### Work request
Where a line below holds the string "filename", that line goes into the answer.

Stored records
###

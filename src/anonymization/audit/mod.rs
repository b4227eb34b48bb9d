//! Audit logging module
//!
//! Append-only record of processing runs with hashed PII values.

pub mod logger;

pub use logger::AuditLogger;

###

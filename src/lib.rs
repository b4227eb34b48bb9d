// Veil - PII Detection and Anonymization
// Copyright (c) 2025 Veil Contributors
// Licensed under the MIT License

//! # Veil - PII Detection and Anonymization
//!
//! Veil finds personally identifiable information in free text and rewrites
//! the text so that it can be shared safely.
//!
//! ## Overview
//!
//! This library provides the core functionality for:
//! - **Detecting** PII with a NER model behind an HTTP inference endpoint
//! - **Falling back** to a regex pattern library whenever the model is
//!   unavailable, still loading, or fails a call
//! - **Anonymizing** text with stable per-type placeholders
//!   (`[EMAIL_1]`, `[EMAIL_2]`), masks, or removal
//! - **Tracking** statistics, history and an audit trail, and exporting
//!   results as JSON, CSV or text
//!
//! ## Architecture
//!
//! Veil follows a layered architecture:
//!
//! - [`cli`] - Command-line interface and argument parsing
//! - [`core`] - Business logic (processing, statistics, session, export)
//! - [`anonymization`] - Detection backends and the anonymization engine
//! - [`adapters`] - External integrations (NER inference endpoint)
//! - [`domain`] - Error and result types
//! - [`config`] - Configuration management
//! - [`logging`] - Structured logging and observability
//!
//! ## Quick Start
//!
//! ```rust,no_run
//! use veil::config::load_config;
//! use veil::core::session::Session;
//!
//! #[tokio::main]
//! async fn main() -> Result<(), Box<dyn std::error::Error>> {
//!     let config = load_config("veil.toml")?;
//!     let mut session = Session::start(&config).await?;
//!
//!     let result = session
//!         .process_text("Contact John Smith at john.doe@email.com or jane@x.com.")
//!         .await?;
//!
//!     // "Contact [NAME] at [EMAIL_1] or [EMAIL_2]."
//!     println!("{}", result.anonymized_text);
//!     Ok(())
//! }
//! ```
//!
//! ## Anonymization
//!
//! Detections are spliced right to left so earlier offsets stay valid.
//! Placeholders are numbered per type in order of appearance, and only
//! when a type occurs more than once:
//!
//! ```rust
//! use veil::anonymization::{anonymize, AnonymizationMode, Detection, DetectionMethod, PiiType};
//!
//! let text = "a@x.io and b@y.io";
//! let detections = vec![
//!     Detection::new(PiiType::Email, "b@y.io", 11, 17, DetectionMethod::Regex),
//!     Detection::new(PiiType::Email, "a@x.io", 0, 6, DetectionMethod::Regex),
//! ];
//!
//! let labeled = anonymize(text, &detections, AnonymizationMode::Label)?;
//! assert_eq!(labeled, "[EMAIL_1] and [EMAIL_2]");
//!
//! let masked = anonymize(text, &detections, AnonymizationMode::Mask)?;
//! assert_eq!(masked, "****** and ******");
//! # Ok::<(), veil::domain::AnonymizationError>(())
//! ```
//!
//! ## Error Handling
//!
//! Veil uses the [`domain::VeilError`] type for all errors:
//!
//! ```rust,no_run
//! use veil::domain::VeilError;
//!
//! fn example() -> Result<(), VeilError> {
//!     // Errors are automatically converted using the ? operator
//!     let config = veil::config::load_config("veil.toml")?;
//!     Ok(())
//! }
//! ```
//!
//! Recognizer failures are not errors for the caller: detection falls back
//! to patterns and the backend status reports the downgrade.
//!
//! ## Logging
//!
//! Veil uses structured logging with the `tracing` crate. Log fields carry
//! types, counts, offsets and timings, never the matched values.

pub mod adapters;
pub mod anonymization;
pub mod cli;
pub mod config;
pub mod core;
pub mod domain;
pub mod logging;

###

### Task answer
filename src/anonymization/audit/mod.rs
filename src/lib.rs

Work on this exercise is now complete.